- **THE PROBLEM**
Would you please copy the part of the material below that opens with the line containing "operation carried out." and closes with the line containing "fn apply_style(kind: MessageKind, message: impl"? Copy it exactly, and only it.

- **ENTRIES SUPPLIED**
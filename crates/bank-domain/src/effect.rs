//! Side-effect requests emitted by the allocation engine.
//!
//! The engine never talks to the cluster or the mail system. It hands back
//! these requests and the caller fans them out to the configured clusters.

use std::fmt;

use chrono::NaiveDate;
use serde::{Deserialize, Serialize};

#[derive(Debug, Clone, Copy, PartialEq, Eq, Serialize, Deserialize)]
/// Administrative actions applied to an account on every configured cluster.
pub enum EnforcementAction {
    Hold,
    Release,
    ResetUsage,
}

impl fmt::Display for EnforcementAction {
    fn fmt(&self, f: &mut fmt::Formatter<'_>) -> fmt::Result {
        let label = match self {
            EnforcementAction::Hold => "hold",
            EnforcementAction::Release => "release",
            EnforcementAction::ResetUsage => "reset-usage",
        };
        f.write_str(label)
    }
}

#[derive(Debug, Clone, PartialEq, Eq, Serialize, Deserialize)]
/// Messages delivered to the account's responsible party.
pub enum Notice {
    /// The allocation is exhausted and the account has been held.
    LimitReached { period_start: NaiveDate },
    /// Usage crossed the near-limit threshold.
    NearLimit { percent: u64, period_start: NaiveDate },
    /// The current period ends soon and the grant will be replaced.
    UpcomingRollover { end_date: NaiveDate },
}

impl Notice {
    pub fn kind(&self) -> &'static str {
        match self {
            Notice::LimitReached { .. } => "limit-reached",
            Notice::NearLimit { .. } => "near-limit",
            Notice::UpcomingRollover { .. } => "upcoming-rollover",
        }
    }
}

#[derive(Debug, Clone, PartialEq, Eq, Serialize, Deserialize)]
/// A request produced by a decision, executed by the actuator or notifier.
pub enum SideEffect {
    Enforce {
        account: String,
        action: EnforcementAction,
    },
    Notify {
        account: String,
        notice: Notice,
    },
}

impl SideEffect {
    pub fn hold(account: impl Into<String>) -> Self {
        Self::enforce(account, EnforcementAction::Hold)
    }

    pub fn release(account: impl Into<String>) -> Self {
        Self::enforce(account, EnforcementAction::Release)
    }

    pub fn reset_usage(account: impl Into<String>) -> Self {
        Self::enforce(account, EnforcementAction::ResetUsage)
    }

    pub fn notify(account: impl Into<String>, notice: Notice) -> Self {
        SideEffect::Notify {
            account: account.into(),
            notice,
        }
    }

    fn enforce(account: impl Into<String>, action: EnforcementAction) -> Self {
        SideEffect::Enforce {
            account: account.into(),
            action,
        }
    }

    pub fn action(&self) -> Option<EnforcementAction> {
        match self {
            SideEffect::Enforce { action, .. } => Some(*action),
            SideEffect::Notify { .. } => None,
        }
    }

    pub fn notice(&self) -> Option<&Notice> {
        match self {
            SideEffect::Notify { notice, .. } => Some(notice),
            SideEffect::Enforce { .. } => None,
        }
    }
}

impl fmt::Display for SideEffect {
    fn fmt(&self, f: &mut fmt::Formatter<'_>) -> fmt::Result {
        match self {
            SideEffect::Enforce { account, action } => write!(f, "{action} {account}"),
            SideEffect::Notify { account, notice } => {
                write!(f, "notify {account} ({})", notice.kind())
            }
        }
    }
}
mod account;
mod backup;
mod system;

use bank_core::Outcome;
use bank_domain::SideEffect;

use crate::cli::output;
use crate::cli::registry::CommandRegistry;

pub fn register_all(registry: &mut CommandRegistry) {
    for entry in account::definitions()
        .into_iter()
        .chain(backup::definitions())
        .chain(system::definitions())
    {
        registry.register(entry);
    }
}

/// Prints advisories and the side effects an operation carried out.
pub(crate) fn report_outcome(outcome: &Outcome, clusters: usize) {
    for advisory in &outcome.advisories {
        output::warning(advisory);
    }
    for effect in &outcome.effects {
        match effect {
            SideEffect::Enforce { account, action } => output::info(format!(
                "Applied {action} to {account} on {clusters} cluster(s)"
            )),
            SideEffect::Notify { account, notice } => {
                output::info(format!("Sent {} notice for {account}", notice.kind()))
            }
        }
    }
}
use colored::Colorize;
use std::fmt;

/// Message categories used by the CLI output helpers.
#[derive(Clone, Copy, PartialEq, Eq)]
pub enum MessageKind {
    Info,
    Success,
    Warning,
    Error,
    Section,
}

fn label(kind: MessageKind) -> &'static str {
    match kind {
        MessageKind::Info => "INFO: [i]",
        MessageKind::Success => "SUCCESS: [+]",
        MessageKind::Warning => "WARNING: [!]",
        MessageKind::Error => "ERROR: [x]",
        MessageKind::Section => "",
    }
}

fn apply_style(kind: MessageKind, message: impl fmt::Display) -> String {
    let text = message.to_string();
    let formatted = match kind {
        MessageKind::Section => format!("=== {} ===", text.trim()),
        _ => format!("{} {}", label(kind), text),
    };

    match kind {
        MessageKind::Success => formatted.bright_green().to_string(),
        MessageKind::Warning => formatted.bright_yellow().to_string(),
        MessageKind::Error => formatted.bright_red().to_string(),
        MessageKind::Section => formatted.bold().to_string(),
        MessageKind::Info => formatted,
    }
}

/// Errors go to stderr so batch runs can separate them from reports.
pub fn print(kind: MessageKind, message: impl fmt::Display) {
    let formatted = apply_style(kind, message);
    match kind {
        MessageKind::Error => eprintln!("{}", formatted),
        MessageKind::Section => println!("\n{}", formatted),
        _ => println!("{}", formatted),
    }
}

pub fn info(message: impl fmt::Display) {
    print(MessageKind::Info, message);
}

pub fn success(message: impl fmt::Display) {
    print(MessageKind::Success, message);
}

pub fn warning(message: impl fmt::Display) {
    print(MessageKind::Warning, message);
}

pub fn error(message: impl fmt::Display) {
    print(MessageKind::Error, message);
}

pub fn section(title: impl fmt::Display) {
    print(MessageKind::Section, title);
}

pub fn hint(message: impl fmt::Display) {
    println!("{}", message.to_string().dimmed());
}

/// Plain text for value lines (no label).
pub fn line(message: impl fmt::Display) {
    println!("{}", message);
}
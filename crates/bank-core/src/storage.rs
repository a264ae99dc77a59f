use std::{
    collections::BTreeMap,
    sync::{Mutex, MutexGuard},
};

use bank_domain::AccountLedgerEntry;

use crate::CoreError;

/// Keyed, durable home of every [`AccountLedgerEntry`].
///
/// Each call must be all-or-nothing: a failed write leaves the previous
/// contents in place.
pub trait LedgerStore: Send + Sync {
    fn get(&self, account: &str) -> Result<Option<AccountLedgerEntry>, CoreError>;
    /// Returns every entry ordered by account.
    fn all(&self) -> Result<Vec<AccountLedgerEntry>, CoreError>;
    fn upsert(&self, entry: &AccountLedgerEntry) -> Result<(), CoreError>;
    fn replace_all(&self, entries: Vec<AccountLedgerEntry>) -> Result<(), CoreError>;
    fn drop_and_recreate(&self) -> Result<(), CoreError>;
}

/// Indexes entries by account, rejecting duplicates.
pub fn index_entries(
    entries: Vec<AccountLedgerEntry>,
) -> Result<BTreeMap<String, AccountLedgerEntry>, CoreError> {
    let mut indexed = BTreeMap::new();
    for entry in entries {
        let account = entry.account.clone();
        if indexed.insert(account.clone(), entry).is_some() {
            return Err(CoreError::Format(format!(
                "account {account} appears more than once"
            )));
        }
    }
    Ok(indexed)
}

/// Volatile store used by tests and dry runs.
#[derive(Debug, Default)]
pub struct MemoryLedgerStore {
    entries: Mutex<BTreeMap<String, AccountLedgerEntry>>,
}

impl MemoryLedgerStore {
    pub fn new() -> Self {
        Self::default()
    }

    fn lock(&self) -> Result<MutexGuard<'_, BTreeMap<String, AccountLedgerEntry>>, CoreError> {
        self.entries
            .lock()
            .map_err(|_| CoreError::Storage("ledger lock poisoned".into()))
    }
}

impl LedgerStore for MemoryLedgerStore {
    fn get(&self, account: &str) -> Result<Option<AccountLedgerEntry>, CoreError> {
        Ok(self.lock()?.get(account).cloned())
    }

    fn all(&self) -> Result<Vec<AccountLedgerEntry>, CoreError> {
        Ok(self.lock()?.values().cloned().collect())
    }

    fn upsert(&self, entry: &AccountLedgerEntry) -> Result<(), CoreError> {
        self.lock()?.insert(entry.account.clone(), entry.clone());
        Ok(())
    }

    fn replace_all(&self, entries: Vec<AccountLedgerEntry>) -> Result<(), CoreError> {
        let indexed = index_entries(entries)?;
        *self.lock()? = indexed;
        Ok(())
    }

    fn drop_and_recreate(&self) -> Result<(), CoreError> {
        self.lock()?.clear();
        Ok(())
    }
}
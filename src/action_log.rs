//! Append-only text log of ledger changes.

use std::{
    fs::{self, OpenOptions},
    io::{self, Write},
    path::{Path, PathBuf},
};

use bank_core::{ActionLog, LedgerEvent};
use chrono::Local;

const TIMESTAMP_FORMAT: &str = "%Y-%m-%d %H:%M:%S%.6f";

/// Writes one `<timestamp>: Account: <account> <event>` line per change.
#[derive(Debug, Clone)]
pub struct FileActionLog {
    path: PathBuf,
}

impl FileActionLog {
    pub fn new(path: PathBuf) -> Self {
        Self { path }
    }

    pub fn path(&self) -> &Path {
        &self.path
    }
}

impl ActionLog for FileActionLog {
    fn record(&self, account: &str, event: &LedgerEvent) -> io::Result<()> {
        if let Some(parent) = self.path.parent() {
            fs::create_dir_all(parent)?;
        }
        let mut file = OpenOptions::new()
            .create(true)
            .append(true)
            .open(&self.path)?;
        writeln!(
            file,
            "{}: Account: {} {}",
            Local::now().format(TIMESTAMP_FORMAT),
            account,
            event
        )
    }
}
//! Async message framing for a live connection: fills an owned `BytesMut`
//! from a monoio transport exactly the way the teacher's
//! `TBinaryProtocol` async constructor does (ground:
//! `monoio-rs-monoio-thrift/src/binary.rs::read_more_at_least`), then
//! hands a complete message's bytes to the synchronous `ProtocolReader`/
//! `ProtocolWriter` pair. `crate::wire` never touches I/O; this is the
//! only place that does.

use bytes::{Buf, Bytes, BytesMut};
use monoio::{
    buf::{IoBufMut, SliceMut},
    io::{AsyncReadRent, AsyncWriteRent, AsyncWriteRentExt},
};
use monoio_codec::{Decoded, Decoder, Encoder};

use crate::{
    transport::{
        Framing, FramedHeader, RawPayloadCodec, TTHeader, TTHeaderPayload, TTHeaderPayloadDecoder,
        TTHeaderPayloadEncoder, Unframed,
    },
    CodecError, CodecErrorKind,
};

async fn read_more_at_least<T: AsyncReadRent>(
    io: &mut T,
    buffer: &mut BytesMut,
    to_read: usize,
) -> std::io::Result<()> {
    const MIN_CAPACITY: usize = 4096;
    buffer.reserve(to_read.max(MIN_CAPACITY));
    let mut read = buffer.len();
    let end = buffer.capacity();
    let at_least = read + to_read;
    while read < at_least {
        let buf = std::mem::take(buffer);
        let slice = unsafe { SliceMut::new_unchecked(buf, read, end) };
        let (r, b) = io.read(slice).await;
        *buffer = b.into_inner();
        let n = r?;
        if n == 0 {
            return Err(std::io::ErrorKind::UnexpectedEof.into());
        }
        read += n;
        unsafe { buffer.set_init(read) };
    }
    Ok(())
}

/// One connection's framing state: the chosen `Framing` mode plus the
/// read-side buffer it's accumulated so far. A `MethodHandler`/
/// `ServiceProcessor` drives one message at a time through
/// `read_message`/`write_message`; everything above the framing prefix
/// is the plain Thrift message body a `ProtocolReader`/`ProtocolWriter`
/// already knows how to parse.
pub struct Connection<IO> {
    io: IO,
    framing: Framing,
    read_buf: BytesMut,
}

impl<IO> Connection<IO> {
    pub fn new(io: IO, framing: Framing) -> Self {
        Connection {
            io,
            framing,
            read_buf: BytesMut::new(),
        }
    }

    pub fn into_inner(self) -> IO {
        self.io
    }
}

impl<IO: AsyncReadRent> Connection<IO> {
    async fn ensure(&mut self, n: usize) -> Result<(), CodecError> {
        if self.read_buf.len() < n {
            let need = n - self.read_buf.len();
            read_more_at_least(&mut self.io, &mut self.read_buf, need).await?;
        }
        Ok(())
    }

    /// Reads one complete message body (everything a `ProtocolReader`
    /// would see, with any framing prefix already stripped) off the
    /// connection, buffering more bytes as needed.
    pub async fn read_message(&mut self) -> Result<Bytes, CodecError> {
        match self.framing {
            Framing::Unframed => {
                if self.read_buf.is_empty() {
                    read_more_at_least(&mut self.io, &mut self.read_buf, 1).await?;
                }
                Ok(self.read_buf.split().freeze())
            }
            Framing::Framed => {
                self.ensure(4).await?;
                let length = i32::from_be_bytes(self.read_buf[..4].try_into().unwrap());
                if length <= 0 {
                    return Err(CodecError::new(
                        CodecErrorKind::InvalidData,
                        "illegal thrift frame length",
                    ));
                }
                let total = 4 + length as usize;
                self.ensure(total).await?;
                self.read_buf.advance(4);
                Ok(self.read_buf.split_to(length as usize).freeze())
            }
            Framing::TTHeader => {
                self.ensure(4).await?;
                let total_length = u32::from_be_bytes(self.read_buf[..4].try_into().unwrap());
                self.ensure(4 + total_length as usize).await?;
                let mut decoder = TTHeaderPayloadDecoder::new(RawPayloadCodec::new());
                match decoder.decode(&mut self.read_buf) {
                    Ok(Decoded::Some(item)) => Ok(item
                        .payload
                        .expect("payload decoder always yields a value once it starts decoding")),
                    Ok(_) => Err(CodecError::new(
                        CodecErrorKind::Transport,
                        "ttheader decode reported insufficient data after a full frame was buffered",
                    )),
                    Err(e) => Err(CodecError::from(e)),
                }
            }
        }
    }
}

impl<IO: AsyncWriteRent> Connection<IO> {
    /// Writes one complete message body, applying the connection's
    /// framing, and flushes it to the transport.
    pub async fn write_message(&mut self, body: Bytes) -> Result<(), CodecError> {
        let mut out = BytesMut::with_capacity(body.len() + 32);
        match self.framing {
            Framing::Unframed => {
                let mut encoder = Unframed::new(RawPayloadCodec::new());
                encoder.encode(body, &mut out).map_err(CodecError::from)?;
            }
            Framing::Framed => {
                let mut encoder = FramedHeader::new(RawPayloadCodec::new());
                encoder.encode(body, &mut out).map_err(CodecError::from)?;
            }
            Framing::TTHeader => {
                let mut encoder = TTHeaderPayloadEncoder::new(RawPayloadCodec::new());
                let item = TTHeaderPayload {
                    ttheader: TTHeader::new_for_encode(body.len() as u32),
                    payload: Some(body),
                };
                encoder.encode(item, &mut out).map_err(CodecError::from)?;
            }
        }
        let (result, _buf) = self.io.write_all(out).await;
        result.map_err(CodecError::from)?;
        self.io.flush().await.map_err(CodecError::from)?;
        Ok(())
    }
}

- **EXERCISE ANSWER**
/// Prints advisories and the side effects an operation carried out.
pub(crate) fn report_outcome(outcome: &Outcome, clusters: usize) {
    for advisory in &outcome.advisories {
        output::warning(advisory);
    }
    for effect in &outcome.effects {
        match effect {
            SideEffect::Enforce { account, action } => output::info(format!(
                "Applied {action} to {account} on {clusters} cluster(s)"
            )),
            SideEffect::Notify { account, notice } => {
                output::info(format!("Sent {} notice for {account}", notice.kind()))
            }
        }
    }
}
use colored::Colorize;
use std::fmt;

/// Message categories used by the CLI output helpers.
#[derive(Clone, Copy, PartialEq, Eq)]
pub enum MessageKind {
    Info,
    Success,
    Warning,
    Error,
    Section,
}

fn label(kind: MessageKind) -> &'static str {
    match kind {
        MessageKind::Info => "INFO: [i]",
        MessageKind::Success => "SUCCESS: [+]",
        MessageKind::Warning => "WARNING: [!]",
        MessageKind::Error => "ERROR: [x]",
        MessageKind::Section => "",
    }
}

fn apply_style(kind: MessageKind, message: impl fmt::Display) -> String {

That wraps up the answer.